Music really is about the 'Here & Now'. Songs can transform you back years to memories and to events that really stuck in your mind or even in the far reaches of your mind that have been long forgotten until out of the blue a song triggers a thought, a murmur in the back blocks of your consciousness and everything comes flooding back.

Music is a memory and a past and a future all rolled into one. This is how we evolve as people and how we create our personalities. By what we listen to portrays us as people. Music teaches us.

Frank Sinatra taught me to dance
Public Enemy taught me to think
Bob Dylan taught me to care
Sly & the Family Stone taught me to groove
Black Flag taught me to fight
Red Hot Chili Peppers taught me to boogy




Music taught me to live




* For the record if I died tomorrow I want 'Take Me To The Water' by Nina Simone and Die Young by Ronnie James Dio ( Robb Flynn from Machine Head version though ).

Thursday 26 July 2012

Leaving on a Jet Plane



34 hours of travelling.


That’s how long it took to get back home from East Africa.
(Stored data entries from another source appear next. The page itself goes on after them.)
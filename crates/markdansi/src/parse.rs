//! Markdown parsing.
//!
//! Folds the flat pulldown-cmark event stream into a [`Node`] tree using an
//! explicit stack of open frames. Every `Start` pushes a frame, every `End`
//! pops it and attaches the finished node to its parent.

use pulldown_cmark::{CodeBlockKind, Event, Options, Parser, Tag, TagEnd};

use crate::ast::{Align, Node};

/// Parser extensions enabled for every document.
fn parser_options() -> Options {
    let mut opts = Options::empty();
    opts.insert(Options::ENABLE_TABLES);
    opts.insert(Options::ENABLE_STRIKETHROUGH);
    opts.insert(Options::ENABLE_TASKLISTS);
    opts
}

/// Parses markdown text into a document tree.
///
/// # Example
///
/// ```rust
/// use markdansi::ast::Node;
/// use markdansi::parse::parse;
///
/// let doc = parse("# Title\n\nbody");
/// let Node::Document(children) = doc else { unreachable!() };
/// assert!(matches!(children[0], Node::Heading { level: 1, .. }));
/// ```
pub fn parse(markdown: &str) -> Node {
    let mut builder = TreeBuilder::new();
    for event in Parser::new_ext(markdown, parser_options()) {
        builder.handle_event(event);
    }
    builder.finish()
}

/// Parses markdown bytes, failing on invalid UTF-8.
pub fn parse_bytes(markdown: &[u8]) -> Result<Node, std::str::Utf8Error> {
    let text = std::str::from_utf8(markdown)?;
    Ok(parse(text))
}

#[derive(Debug)]
enum FrameKind {
    Document,
    Paragraph,
    Heading(u8),
    Blockquote,
    List { start: Option<u64>, loose: bool },
    Item { checked: Option<bool>, paragraphs: bool },
    CodeBlock { lang: Option<String> },
    HtmlBlock,
    Table(Vec<Align>),
    TableHead,
    TableRow,
    TableCell,
    Emphasis,
    Strong,
    Delete,
    Link { url: String, title: Option<String> },
    Image { url: String, title: Option<String> },
    /// Container we do not model; its children are spliced into the parent.
    Transparent,
    /// Container whose content is dropped (footnote definitions, metadata).
    Discard,
}

#[derive(Debug)]
struct Frame {
    kind: FrameKind,
    children: Vec<Node>,
    /// Literal buffer for code and HTML blocks.
    text: String,
}

impl Frame {
    fn new(kind: FrameKind) -> Self {
        Self {
            kind,
            children: Vec::new(),
            text: String::new(),
        }
    }
}

struct TreeBuilder {
    stack: Vec<Frame>,
}

impl TreeBuilder {
    fn new() -> Self {
        Self {
            stack: vec![Frame::new(FrameKind::Document)],
        }
    }

    fn top(&mut self) -> &mut Frame {
        // The document frame is never popped before `finish`.
        let last = self.stack.len() - 1;
        &mut self.stack[last]
    }

    fn handle_event(&mut self, event: Event<'_>) {
        match event {
            Event::Start(tag) => self.open(tag),
            Event::End(tag) => self.close(tag),
            Event::Text(text) => {
                if matches!(
                    self.top().kind,
                    FrameKind::CodeBlock { .. } | FrameKind::HtmlBlock
                ) {
                    self.top().text.push_str(&text);
                } else {
                    self.push_text(&text);
                }
            }
            Event::Code(code) => self.push(Node::InlineCode(code.into_string())),
            Event::InlineMath(math) | Event::DisplayMath(math) => self.push_text(&math),
            Event::Html(html) | Event::InlineHtml(html) => {
                if matches!(self.top().kind, FrameKind::HtmlBlock) {
                    self.top().text.push_str(&html);
                } else {
                    self.push(Node::Html(html.into_string()));
                }
            }
            Event::FootnoteReference(label) => self.push_text(&format!("[^{label}]")),
            Event::SoftBreak => self.push_text("\n"),
            Event::HardBreak => self.push(Node::Break),
            Event::Rule => self.push(Node::ThematicBreak),
            Event::TaskListMarker(checked) => self.mark_task(checked),
        }
    }

    fn open(&mut self, tag: Tag<'_>) {
        let kind = match tag {
            Tag::Paragraph => {
                if let FrameKind::Item { paragraphs, .. } = &mut self.top().kind {
                    *paragraphs = true;
                }
                FrameKind::Paragraph
            }
            Tag::Heading { level, .. } => FrameKind::Heading(level as u8),
            Tag::BlockQuote(_) => FrameKind::Blockquote,
            Tag::CodeBlock(kind) => {
                let lang = match kind {
                    CodeBlockKind::Fenced(info) => info
                        .split_whitespace()
                        .next()
                        .filter(|lang| !lang.is_empty())
                        .map(str::to_string),
                    CodeBlockKind::Indented => None,
                };
                FrameKind::CodeBlock { lang }
            }
            Tag::HtmlBlock => FrameKind::HtmlBlock,
            Tag::List(start) => FrameKind::List { start, loose: false },
            Tag::Item => FrameKind::Item {
                checked: None,
                paragraphs: false,
            },
            Tag::Table(alignments) => {
                FrameKind::Table(alignments.into_iter().map(Align::from).collect())
            }
            Tag::TableHead => FrameKind::TableHead,
            Tag::TableRow => FrameKind::TableRow,
            Tag::TableCell => FrameKind::TableCell,
            Tag::Emphasis => FrameKind::Emphasis,
            Tag::Strong => FrameKind::Strong,
            Tag::Strikethrough => FrameKind::Delete,
            Tag::Link {
                dest_url, title, ..
            } => FrameKind::Link {
                url: dest_url.into_string(),
                title: non_empty(title.into_string()),
            },
            Tag::Image {
                dest_url, title, ..
            } => FrameKind::Image {
                url: dest_url.into_string(),
                title: non_empty(title.into_string()),
            },
            Tag::FootnoteDefinition(_) | Tag::MetadataBlock(_) => FrameKind::Discard,
            _ => FrameKind::Transparent,
        };
        self.stack.push(Frame::new(kind));
    }

    fn close(&mut self, _tag: TagEnd) {
        if self.stack.len() <= 1 {
            return;
        }
        let Some(frame) = self.stack.pop() else {
            return;
        };
        let Frame {
            kind,
            children,
            mut text,
        } = frame;

        let node = match kind {
            FrameKind::Document => return,
            FrameKind::Paragraph => Node::Paragraph(children),
            FrameKind::Heading(level) => Node::Heading { level, children },
            FrameKind::Blockquote => Node::Blockquote(children),
            FrameKind::List { start, loose } => Node::List {
                ordered: start.is_some(),
                start: start.unwrap_or(1),
                spread: loose,
                items: children,
            },
            FrameKind::Item {
                checked,
                paragraphs,
            } => {
                if paragraphs {
                    if let FrameKind::List { loose, .. } = &mut self.top().kind {
                        *loose = true;
                    }
                }
                Node::ListItem {
                    checked,
                    children: group_inline_runs(children),
                }
            }
            FrameKind::CodeBlock { lang } => {
                if text.ends_with('\n') {
                    text.pop();
                }
                Node::Code { value: text, lang }
            }
            FrameKind::HtmlBlock => Node::Html(text),
            FrameKind::Table(align) => Node::Table {
                align,
                rows: children,
            },
            FrameKind::TableHead | FrameKind::TableRow => Node::TableRow(children),
            FrameKind::TableCell => Node::TableCell(children),
            FrameKind::Emphasis => Node::Emphasis(children),
            FrameKind::Strong => Node::Strong(children),
            FrameKind::Delete => Node::Delete(children),
            FrameKind::Link { url, title } => Node::Link {
                url,
                title,
                children,
            },
            FrameKind::Image { url, title } => Node::Image {
                url,
                title,
                alt: children,
            },
            FrameKind::Transparent => {
                for child in children {
                    self.push(child);
                }
                return;
            }
            FrameKind::Discard => return,
        };
        self.push(node);
    }

    fn push(&mut self, node: Node) {
        self.top().children.push(node);
    }

    /// Appends text, merging with a preceding text node.
    fn push_text(&mut self, text: &str) {
        let children = &mut self.top().children;
        if let Some(Node::Text(last)) = children.last_mut() {
            last.push_str(text);
        } else {
            children.push(Node::Text(text.to_string()));
        }
    }

    fn mark_task(&mut self, value: bool) {
        for frame in self.stack.iter_mut().rev() {
            if let FrameKind::Item { checked, .. } = &mut frame.kind {
                *checked = Some(value);
                return;
            }
        }
    }

    fn finish(mut self) -> Node {
        while self.stack.len() > 1 {
            self.close(TagEnd::Paragraph);
        }
        let children = self
            .stack
            .pop()
            .map(|frame| frame.children)
            .unwrap_or_default();
        Node::Document(children)
    }
}

fn non_empty(s: String) -> Option<String> {
    if s.is_empty() { None } else { Some(s) }
}

/// Wraps runs of inline nodes into paragraphs.
///
/// Tight list items carry their inline content directly; grouping it gives the
/// renderer the same shape as a loose item.
fn group_inline_runs(children: Vec<Node>) -> Vec<Node> {
    let mut out = Vec::with_capacity(children.len());
    let mut run: Vec<Node> = Vec::new();
    for child in children {
        if child.is_inline() {
            run.push(child);
        } else {
            if !run.is_empty() {
                out.push(Node::Paragraph(std::mem::take(&mut run)));
            }
            out.push(child);
        }
    }
    if !run.is_empty() {
        out.push(Node::Paragraph(run));
    }
    out
}

#[cfg(test)]
mod tests {
    use super::*;

    fn blocks(markdown: &str) -> Vec<Node> {
        match parse(markdown) {
            Node::Document(children) => children,
            other => panic!("expected document, got {other:?}"),
        }
    }

    #[test]
    fn test_heading_and_paragraph() {
        let doc = blocks("## Title\n\nHello *world*");
        assert!(matches!(doc[0], Node::Heading { level: 2, .. }));
        let Node::Paragraph(inline) = &doc[1] else {
            panic!("expected paragraph");
        };
        assert_eq!(inline[0], Node::Text("Hello ".into()));
        assert_eq!(inline[1], Node::Emphasis(vec![Node::Text("world".into())]));
    }

    #[test]
    fn test_soft_break_stays_in_text() {
        let doc = blocks("Hello\nworld");
        assert_eq!(doc[0], Node::Paragraph(vec![Node::Text("Hello\nworld".into())]));
    }

    #[test]
    fn test_hard_break() {
        let doc = blocks("one  \ntwo");
        let Node::Paragraph(inline) = &doc[0] else {
            panic!("expected paragraph");
        };
        assert!(inline.contains(&Node::Break));
    }

    #[test]
    fn test_tight_list() {
        let doc = blocks("- a\n- b");
        let Node::List {
            ordered,
            spread,
            items,
            ..
        } = &doc[0]
        else {
            panic!("expected list");
        };
        assert!(!ordered);
        assert!(!spread);
        assert_eq!(items.len(), 2);
        let Node::ListItem { children, .. } = &items[0] else {
            panic!("expected item");
        };
        assert_eq!(children[0], Node::Paragraph(vec![Node::Text("a".into())]));
    }

    #[test]
    fn test_loose_list() {
        let doc = blocks("- a\n\n- b");
        assert!(matches!(doc[0], Node::List { spread: true, .. }));
    }

    #[test]
    fn test_ordered_start() {
        let doc = blocks("3. three\n4. four");
        assert!(matches!(
            doc[0],
            Node::List {
                ordered: true,
                start: 3,
                ..
            }
        ));
    }

    #[test]
    fn test_task_items() {
        let doc = blocks("- [ ] open\n- [x] done\n- plain");
        let Node::List { items, .. } = &doc[0] else {
            panic!("expected list");
        };
        let checked: Vec<Option<bool>> = items
            .iter()
            .map(|item| match item {
                Node::ListItem { checked, .. } => *checked,
                _ => None,
            })
            .collect();
        assert_eq!(checked, vec![Some(false), Some(true), None]);
    }

    #[test]
    fn test_fenced_code() {
        let doc = blocks("```rust ignore\nfn main() {}\n```");
        assert_eq!(
            doc[0],
            Node::Code {
                value: "fn main() {}".into(),
                lang: Some("rust".into()),
            }
        );
    }

    #[test]
    fn test_unlabelled_code() {
        let doc = blocks("```\nfoo\nbar\n```");
        assert_eq!(
            doc[0],
            Node::Code {
                value: "foo\nbar".into(),
                lang: None,
            }
        );
    }

    #[test]
    fn test_table() {
        let doc = blocks("| A | B |\n|:--|--:|\n| 1 | 2 |");
        let Node::Table { align, rows } = &doc[0] else {
            panic!("expected table");
        };
        assert_eq!(align, &vec![Align::Left, Align::Right]);
        assert_eq!(rows.len(), 2);
        let Node::TableRow(cells) = &rows[1] else {
            panic!("expected row");
        };
        assert_eq!(cells[0], Node::TableCell(vec![Node::Text("1".into())]));
    }

    #[test]
    fn test_html_is_kept_as_html() {
        let doc = blocks("<div>ignored</div>");
        assert!(matches!(doc[0], Node::Html(_)));
    }

    #[test]
    fn test_link_and_image() {
        let doc = blocks("[x](https://example.com \"t\") ![alt](a.png)");
        let Node::Paragraph(inline) = &doc[0] else {
            panic!("expected paragraph");
        };
        assert_eq!(
            inline[0],
            Node::Link {
                url: "https://example.com".into(),
                title: Some("t".into()),
                children: vec![Node::Text("x".into())],
            }
        );
        assert!(matches!(inline[2], Node::Image { .. }));
    }

    #[test]
    fn test_parse_bytes_rejects_invalid_utf8() {
        assert!(parse_bytes(&[0xff, 0xfe]).is_err());
        assert!(parse_bytes(b"ok").is_ok());
    }

    #[test]
    fn test_empty_document() {
        assert_eq!(parse(""), Node::Document(Vec::new()));
    }
}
Usually my travel time would have been broken up between bouts of movie watching and sleeping while listening to my iPod on the plane. This however did not happen on my trip home as my iPod was stolen the night before I left Nairobi.

Gutted is not the word I would use.

During my trip home I thought about what I would be listening to and at what stage I would listen to the music. I had all these dreams of sliding back into my seat and drifting off to Sly & the Family Stone from Nairobi to Dubai and then while walking around Dubai airport banging out to some Sepultura. Dubai to Sydney would be a mixture of Nina Simone, Soundgarden, The Rollins Band and Mos Def, While coming back Sydney through to Auckland would consist of Tiki Taane and Zane Lowe’s Breaks Co-op. Good ol’ Kiwi sounds.

Sadly it was not to be.

The aside factor of not having my iPod made me start thinking of trips taken when I was younger – Road trips with the boys and what we listened to. This also is the topic for this blog.
Growing up on the East Coast of New Zealand was one of the greatest things in the world. You have everything at your fingertips; Beaches, Mountains, Cities and farms - Paradise on earth as far as I am concerned. During and after high school I had many trips to these places and road trips both north and south with the guys to some great locations. Music played a major role in all of these getaways.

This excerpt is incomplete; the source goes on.